| WHAT YOU NEED TO DO |
Repeat exactly, please, the opening lines of the data below, through and including the line where "FindRoomsOptions) -> Result<Vec<Room>>;" sits.

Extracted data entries
┌──

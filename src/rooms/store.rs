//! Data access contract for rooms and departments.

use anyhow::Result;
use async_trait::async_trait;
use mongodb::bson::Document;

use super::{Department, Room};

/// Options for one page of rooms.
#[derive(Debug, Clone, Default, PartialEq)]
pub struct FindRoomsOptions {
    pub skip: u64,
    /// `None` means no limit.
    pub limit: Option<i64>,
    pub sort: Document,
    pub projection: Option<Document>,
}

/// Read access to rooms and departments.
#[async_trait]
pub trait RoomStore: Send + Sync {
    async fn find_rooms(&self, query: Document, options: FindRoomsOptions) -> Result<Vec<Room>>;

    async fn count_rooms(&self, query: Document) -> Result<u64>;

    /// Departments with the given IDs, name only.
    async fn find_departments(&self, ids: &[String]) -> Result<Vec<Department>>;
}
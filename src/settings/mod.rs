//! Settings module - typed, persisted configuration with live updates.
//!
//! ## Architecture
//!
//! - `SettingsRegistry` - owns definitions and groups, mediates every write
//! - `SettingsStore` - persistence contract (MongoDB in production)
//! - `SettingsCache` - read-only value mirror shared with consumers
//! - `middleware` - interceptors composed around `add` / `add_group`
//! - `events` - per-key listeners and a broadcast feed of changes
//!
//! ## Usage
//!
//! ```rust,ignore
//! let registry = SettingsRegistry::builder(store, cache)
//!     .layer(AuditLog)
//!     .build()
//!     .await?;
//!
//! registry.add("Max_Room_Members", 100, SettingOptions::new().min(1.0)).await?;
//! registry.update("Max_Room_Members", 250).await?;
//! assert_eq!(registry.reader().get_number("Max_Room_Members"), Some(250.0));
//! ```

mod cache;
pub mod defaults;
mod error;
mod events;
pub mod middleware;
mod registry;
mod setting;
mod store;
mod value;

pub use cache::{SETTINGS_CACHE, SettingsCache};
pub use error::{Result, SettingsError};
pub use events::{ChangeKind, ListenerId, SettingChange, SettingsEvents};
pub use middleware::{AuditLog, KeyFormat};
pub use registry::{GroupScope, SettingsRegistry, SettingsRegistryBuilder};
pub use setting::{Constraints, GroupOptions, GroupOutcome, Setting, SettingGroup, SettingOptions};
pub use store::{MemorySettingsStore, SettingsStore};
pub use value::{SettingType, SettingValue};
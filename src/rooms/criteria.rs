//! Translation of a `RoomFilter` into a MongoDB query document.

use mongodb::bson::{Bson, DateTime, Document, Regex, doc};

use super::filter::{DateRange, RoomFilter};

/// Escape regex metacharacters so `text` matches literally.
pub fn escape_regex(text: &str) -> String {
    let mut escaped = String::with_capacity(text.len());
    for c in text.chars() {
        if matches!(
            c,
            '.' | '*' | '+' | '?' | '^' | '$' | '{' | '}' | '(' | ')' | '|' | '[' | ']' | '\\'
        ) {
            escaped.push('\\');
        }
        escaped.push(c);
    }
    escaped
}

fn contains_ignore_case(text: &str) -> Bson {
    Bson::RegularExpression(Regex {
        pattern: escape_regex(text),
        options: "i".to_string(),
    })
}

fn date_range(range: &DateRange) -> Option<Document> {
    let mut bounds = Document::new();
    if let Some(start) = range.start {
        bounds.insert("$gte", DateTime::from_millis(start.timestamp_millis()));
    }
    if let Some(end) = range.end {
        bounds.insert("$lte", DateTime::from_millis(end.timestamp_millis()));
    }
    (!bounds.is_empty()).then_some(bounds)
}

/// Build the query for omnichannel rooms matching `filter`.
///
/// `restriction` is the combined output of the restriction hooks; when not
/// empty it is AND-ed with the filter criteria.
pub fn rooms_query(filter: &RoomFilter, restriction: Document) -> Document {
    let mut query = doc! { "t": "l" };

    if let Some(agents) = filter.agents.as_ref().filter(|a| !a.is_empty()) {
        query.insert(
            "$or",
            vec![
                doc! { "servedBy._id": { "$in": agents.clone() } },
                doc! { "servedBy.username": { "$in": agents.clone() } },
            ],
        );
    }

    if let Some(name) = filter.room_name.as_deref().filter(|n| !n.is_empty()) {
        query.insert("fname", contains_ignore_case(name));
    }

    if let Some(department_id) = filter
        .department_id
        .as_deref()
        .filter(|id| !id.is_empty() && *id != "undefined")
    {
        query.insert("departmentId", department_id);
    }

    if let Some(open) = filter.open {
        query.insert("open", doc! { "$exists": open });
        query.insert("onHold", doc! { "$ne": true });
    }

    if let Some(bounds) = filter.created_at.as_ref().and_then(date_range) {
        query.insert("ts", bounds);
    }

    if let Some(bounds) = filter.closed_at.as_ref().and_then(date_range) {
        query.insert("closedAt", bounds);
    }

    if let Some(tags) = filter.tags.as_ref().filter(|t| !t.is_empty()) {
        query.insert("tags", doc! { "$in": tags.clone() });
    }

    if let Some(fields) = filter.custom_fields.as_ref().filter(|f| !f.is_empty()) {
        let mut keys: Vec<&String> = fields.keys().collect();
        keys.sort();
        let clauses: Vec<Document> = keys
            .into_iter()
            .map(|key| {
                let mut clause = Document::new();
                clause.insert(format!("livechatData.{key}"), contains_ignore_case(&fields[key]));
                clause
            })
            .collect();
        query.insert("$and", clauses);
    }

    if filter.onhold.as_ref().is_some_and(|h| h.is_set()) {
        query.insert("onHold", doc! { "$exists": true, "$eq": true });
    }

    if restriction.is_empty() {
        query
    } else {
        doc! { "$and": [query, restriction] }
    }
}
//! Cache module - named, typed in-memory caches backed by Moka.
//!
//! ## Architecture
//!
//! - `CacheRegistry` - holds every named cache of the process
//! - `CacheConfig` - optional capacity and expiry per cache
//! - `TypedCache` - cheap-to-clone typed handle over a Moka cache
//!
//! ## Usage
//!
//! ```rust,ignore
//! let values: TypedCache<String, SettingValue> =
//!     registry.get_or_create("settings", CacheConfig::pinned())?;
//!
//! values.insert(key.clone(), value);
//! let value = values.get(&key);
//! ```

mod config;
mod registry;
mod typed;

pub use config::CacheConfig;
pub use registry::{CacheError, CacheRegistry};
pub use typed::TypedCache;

└──

| TASK OUTPUT |
filename src/rooms/store.rs
//! Data access contract for rooms and departments.

use anyhow::Result;
use async_trait::async_trait;
use mongodb::bson::Document;

use super::{Department, Room};

/// Options for one page of rooms.
#[derive(Debug, Clone, Default, PartialEq)]
pub struct FindRoomsOptions {
    pub skip: u64,
    /// `None` means no limit.
    pub limit: Option<i64>,
    pub sort: Document,
    pub projection: Option<Document>,
}

/// Read access to rooms and departments.
#[async_trait]
pub trait RoomStore: Send + Sync {
    async fn find_rooms(&self, query: Document, options: FindRoomsOptions) -> Result<Vec<Room>>;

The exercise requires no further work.